A note on the passing of Barbara Bray, sent by Marek Kędzierski March 6th 2010.

Barbara Bray 
November 24, 1924 – February 25, 2010

Barbara Bray passed away on February 25, 2010 far from Paris, having spent the final days of her life in a quiet nursing home in Edinburgh. I last saw her on the eve of her departure, the 22nd of December, which was the 20th anniversary of Samuel Beckett´s death. Several weeks earlier I had shown her the transcript of some of our conversations and my Rue Samuel Beckett published in German by the Berlin literary magazine Lettre International, the only extensive text in which she has recounted their relationship. This time, already very frail, she was not able to read and could hardly gather her thoughts for more than a few minutes. But as in previous months, she would spontaneously recite poetry -  it was like “going back to the source” for her - and on that afternoon she quoted the third stanza of Ode on Melancholy by Keats, her – and, as she was always keen to mention  – Sam´s favourite poet.

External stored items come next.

//! Provider registry
//!
//! The registry is the catalog of compiled-in dictionary providers. It is an
//! explicit three-phase state machine:
//!
//! - **Open**: providers register and contribute configuration fields
//! - **Finalized**: every provider has validated its settings; no further
//!   registration is possible
//! - **Resolved**: the preferred provider has been turned into a live
//!   [`Source`]
//!
//! The phases are types, so the lifecycle is enforced at compile time:
//! finalizing consumes the open registry, and only a finalized registry can
//! provide a source.
//!
//! ## Usage
//!
//! ```rust,ignore
//! use define_core::{ConfigSurface, DefineConfig, Overrides, ProviderRegistry, resolve};
//!
//! let mut registry = ProviderRegistry::new();
//! define_source_webster::register(&mut registry)?;
//!
//! let mut surface = ConfigSurface::new();
//! let providers = registry.configure(&mut surface)?;
//! let config = resolve(&Overrides::new(), providers, "/dev/null", DefineConfig::new("webster"))?;
//!
//! let registry = registry.finalize(&config)?;
//! let source = registry.provide_preferred(&config.preferred_source)?;
//! ```
//!
//! A registry that has not been finalized cannot provide a source:
//!
//! ```compile_fail
//! use define_core::ProviderRegistry;
//!
//! let registry = ProviderRegistry::new();
//! let _ = registry.provide_preferred("oxford");
//! ```
//!
//! ## Registration
//!
//! Provider crates expose a `register` function:
//!
//! ```rust,ignore
//! // In define-source-oxford crate
//! pub fn register(registry: &mut ProviderRegistry) -> Result<()> {
//!     registry.register(Box::new(OxfordFactory::default()))
//! }
//! ```

use std::collections::BTreeMap;
use std::fmt;
use std::marker::PhantomData;
use std::sync::Arc;

use crate::config::{ConfigSurface, DefineConfig};
use crate::error::{Error, Result};
use crate::traits::{Source, SourceFactory};

/// Registry phase: providers may still register
#[derive(Debug, Default)]
pub struct Open;

/// Registry phase: configuration is locked
#[derive(Debug)]
pub struct Finalized;

/// Registered provider factories, keyed by provider key
#[derive(Default)]
pub struct Providers {
    factories: BTreeMap<String, Box<dyn SourceFactory>>,
}

impl Providers {
    /// Provider keys, sorted
    pub fn keys(&self) -> impl Iterator<Item = &str> {
        self.factories.keys().map(String::as_str)
    }

    /// Check if a provider key is registered
    pub fn contains(&self, key: &str) -> bool {
        self.factories.contains_key(key)
    }

    /// Contributor registered under `key`
    pub fn get(&self, key: &str) -> Option<&dyn SourceFactory> {
        self.factories.get(key).map(|f| f.as_ref())
    }

    pub fn len(&self) -> usize {
        self.factories.len()
    }

    pub fn is_empty(&self) -> bool {
        self.factories.is_empty()
    }

    fn known_keys(&self) -> Vec<String> {
        self.factories.keys().cloned().collect()
    }
}

impl fmt::Debug for Providers {
    fn fmt(&self, f: &mut fmt::Formatter<'_>) -> fmt::Result {
        f.debug_set().entries(self.factories.keys()).finish()
    }
}

/// Provider registry
///
/// The registry is built once at startup and owned by whoever drives the
/// startup sequence. All phases run sequentially before any request is
/// served, so it needs no locking.
#[derive(Debug)]
pub struct ProviderRegistry<State = Open> {
    providers: Providers,
    _state: PhantomData<State>,
}

impl Default for ProviderRegistry<Open> {
    fn default() -> Self {
        Self::new()
    }
}

impl<State> ProviderRegistry<State> {
    /// Registered providers
    pub fn providers(&self) -> &Providers {
        &self.providers
    }

    /// List all registered provider keys, sorted
    pub fn keys(&self) -> Vec<String> {
        self.providers.known_keys()
    }

    /// Check if a provider key is registered
    pub fn has_provider(&self, key: &str) -> bool {
        self.providers.contains(key)
    }

    pub fn len(&self) -> usize {
        self.providers.len()
    }

    pub fn is_empty(&self) -> bool {
        self.providers.is_empty()
    }
}

impl ProviderRegistry<Open> {
    /// Create a new empty registry
    pub fn new() -> Self {
        Self {
            providers: Providers::default(),
            _state: PhantomData,
        }
    }

    /// Register a provider factory
    ///
    /// # Returns
    ///
    /// - `Ok(())`: Registered under `factory.key()`
    /// - `Err(Error::Config)`: If the key is empty or already registered
    pub fn register(&mut self, factory: Box<dyn SourceFactory>) -> Result<()> {
        let key = factory.key();
        if key.trim().is_empty() {
            return Err(Error::config("Provider key cannot be empty"));
        }
        if self.providers.contains(key) {
            return Err(Error::config(format!(
                "Provider {key:?} is already registered"
            )));
        }

        tracing::debug!(provider = key, "Registering provider");
        self.providers.factories.insert(key.to_string(), factory);
        Ok(())
    }

    /// Let every registered provider contribute its configuration fields
    ///
    /// Must run before user configuration is parsed.
    ///
    /// # Returns
    ///
    /// - `Ok(&Providers)`: One contributor per registered provider
    /// - `Err(Error::Config)`: If no provider is registered, or a provider
    ///   contributed a conflicting field
    pub fn configure(&self, surface: &mut ConfigSurface) -> Result<&Providers> {
        if self.providers.is_empty() {
            return Err(Error::config("At least one provider must be registered"));
        }

        for (key, factory) in &self.providers.factories {
            factory.configure(surface)?;
            tracing::debug!(
                provider = %key,
                fields = surface.fields_for(key).count(),
                "Provider configuration contributed"
            );
        }

        Ok(&self.providers)
    }

    /// Lock the registry and let every provider validate its settings
    ///
    /// Each provider receives its own settings section from `config`. A
    /// provider with missing or malformed required settings fails the whole
    /// registry; nothing is served with a half-configured provider set.
    pub fn finalize(mut self, config: &DefineConfig) -> Result<ProviderRegistry<Finalized>> {
        if self.providers.is_empty() {
            return Err(Error::config(
                "Cannot finalize a registry without providers",
            ));
        }

        for (key, factory) in self.providers.factories.iter_mut() {
            factory.finalize(&config.settings(key))?;
            tracing::debug!(provider = %key, "Provider finalized");
        }

        tracing::info!(providers = ?self.providers, "Provider registry finalized");
        Ok(ProviderRegistry {
            providers: self.providers,
            _state: PhantomData,
        })
    }
}

impl ProviderRegistry<Finalized> {
    /// Instantiate the preferred provider
    ///
    /// Calling this again with the same key yields an equivalent source.
    ///
    /// # Returns
    ///
    /// - `Ok(Arc<dyn Source>)`: The source serving all lookups
    /// - `Err(Error::UnknownProvider)`: If `key` is not registered; the error
    ///   names `key` and the known keys
    /// - `Err(Error)`: If the provider fails to build its source
    pub fn provide_preferred(&self, key: &str) -> Result<Arc<dyn Source>> {
        let factory = self
            .providers
            .get(key)
            .ok_or_else(|| Error::unknown_provider(key, self.providers.known_keys()))?;

        let source = factory.create()?;
        tracing::info!(provider = key, "Preferred source resolved");
        Ok(source)
    }
}
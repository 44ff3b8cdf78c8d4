// # Source Trait
//
// Defines the uniform lookup contract every dictionary backend implements.
//
// ## Implementations
//
// - Oxford Dictionaries: `define-source-oxford` crate
// - Merriam-Webster: `define-source-webster` crate
//
// ## Usage
//
// ```rust,ignore
// use define_core::Source;
//
// #[tokio::main]
// async fn main() -> anyhow::Result<()> {
//     let source = /* Source implementation */;
//
//     let definition = source.define("serendipity").await?;
//     for text in definition.definitions() {
//         println!("{text}");
//     }
//
//     Ok(())
// }
// ```

use async_trait::async_trait;
use std::sync::Arc;

use crate::config::{ConfigSurface, ProviderSettings};
use crate::model::Definition;

/// Trait for dictionary backends
///
/// # Thread Safety
///
/// One instance is resolved at startup and shared by every request handler,
/// so implementations must tolerate concurrent `define` calls. Any internal
/// state (an HTTP client, for instance) must be safe for shared use.
///
/// # Input
///
/// The contract does not reject empty words. Each provider decides whether an
/// empty word yields an empty [`Definition`] or an
/// [`Error::InvalidInput`](crate::Error::InvalidInput). It must never panic.
///
/// # Errors
///
/// When the upstream reply cannot be interpreted, return
/// [`Error::InvalidResponse`](crate::Error::InvalidResponse) with the raw
/// status and body so callers can show it. Retries and timeouts are the
/// provider's own business; callers never retry.
#[async_trait]
pub trait Source: Send + Sync {
    /// Look up a word
    ///
    /// # Returns
    ///
    /// - `Ok(Definition)`: Possibly with zero entries when nothing was found
    /// - `Err(Error)`: If the lookup failed
    async fn define(&self, word: &str) -> Result<Definition, crate::Error>;

    /// Provider key this source was built from (for logging/debugging)
    fn name(&self) -> &'static str;
}

/// Configuration contributor and constructor for one provider
///
/// A factory moves through the registry lifecycle with it:
///
/// 1. [`configure`](SourceFactory::configure): declare the settings it needs
/// 2. [`finalize`](SourceFactory::finalize): validate and keep its settings
/// 3. [`create`](SourceFactory::create): build the [`Source`]
pub trait SourceFactory: Send + Sync {
    /// Unique provider key (e.g. "oxford")
    fn key(&self) -> &'static str;

    /// Contribute configuration fields to the shared surface
    fn configure(&self, surface: &mut ConfigSurface) -> Result<(), crate::Error>;

    /// Validate this provider's settings
    ///
    /// Missing or malformed required settings must fail here with
    /// [`Error::Config`](crate::Error::Config), never later at lookup time.
    fn finalize(&mut self, settings: &ProviderSettings) -> Result<(), crate::Error>;

    /// Build a source from the finalized settings
    fn create(&self) -> Result<Arc<dyn Source>, crate::Error>;
}
//! Command-line surface
//!
//! The fixed daemon flags are joined by whatever fields the registered
//! providers contributed to the [`ConfigSurface`]. Every flag can also come
//! from its environment variable.

use clap::{Arg, ArgMatches, Command, value_parser};
use define_core::{ConfigSurface, Overrides};
use std::path::PathBuf;
use tracing::Level;

/// Configuration file consulted when `--config` is not given
pub const DEFAULT_CONFIG_PATH: &str = "/dev/null";

/// Port used when neither `--port` nor `$PORT` is set
pub const DEFAULT_PORT: u16 = 8080;

const LOG_LEVELS: [&str; 5] = ["trace", "debug", "info", "warn", "error"];

/// Parsed daemon options
#[derive(Debug)]
pub struct Cli {
    pub config_path: PathBuf,
    pub port: u16,
    pub log_level: Level,
    pub overrides: Overrides,
}

impl Cli {
    /// Extract daemon options and provider overrides from parsed matches
    pub fn from_matches(matches: &ArgMatches, surface: &ConfigSurface) -> Self {
        let mut overrides = Overrides::new();
        overrides.preferred_source = matches.get_one::<String>("preferred-source").cloned();

        for field in surface.fields() {
            if let Some(value) = matches.get_one::<String>(&field.flag_name()) {
                overrides.set(field, value.clone());
            }
        }

        let log_level = matches
            .get_one::<String>("log-level")
            .map(|level| level.to_ascii_lowercase());
        let log_level = match log_level.as_deref() {
            Some("trace") => Level::TRACE,
            Some("debug") => Level::DEBUG,
            Some("warn") => Level::WARN,
            Some("error") => Level::ERROR,
            _ => Level::INFO,
        };

        Self {
            config_path: matches
                .get_one::<PathBuf>("config")
                .cloned()
                .unwrap_or_else(|| PathBuf::from(DEFAULT_CONFIG_PATH)),
            port: matches.get_one::<u16>("port").copied().unwrap_or(DEFAULT_PORT),
            log_level,
            overrides,
        }
    }
}

/// Build the command for the daemon flags plus every contributed field
pub fn command(surface: &ConfigSurface) -> Command {
    let mut command = Command::new("defined")
        .about("Look up word definitions and serve them as HTML")
        .version(env!("CARGO_PKG_VERSION"))
        .after_help("Set $PORT for the port to listen on.")
        .arg(
            Arg::new("config")
                .long("config")
                .env("DEFINE_CONFIG")
                .value_name("PATH")
                .value_parser(value_parser!(PathBuf))
                .default_value(DEFAULT_CONFIG_PATH)
                .help("JSON configuration file"),
        )
        .arg(
            Arg::new("preferred-source")
                .long("preferred-source")
                .env("DEFINE_PREFERRED_SOURCE")
                .value_name("PROVIDER")
                .help("Provider that answers every lookup"),
        )
        .arg(
            Arg::new("port")
                .long("port")
                .env("PORT")
                .value_parser(value_parser!(u16))
                .default_value("8080")
                .help("Port to listen on"),
        )
        .arg(
            Arg::new("log-level")
                .long("log-level")
                .env("DEFINE_LOG_LEVEL")
                .value_parser(LOG_LEVELS)
                .ignore_case(true)
                .default_value("info")
                .help("Log verbosity"),
        );

    for field in surface.fields() {
        let flag = field.flag_name();
        let mut arg = Arg::new(flag.clone())
            .long(flag)
            .value_name("VALUE")
            .help(field.help.clone())
            .help_heading(format!("Provider: {}", field.provider))
            .hide_env_values(field.secret);
        if let Some(env) = &field.env {
            arg = arg.env(env.clone());
        }
        command = command.arg(arg);
    }

    command
}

If there was any reason for her to remain alive after her stroke, she repeatedly said, it was to finish her Memoir. But it was not meant to be. Today, looking at the portions of her book she has sketched, I came across a quote which she intended to include in her text. It is from the tribute on Beckett’s sixtieth birthday, written by his French publisher, Jérôme Lindon: “I do not dare to express the enormous admiration and affection that I have for him. He would be embarrassed and on that account I should be so too. But I should like this to be known, and only this: that in all my life I have never met a man in whom co-exist together in such high degree, nobility and modesty, lucidity and goodness”. With her usual conscientiousness,  she provided the quote with a biographical note:  (See A.Cronin, Samuel Beckett, the Last Modernist, Harper Collins, 1996, p.412).

I think this could be as much true of Barbara Bray.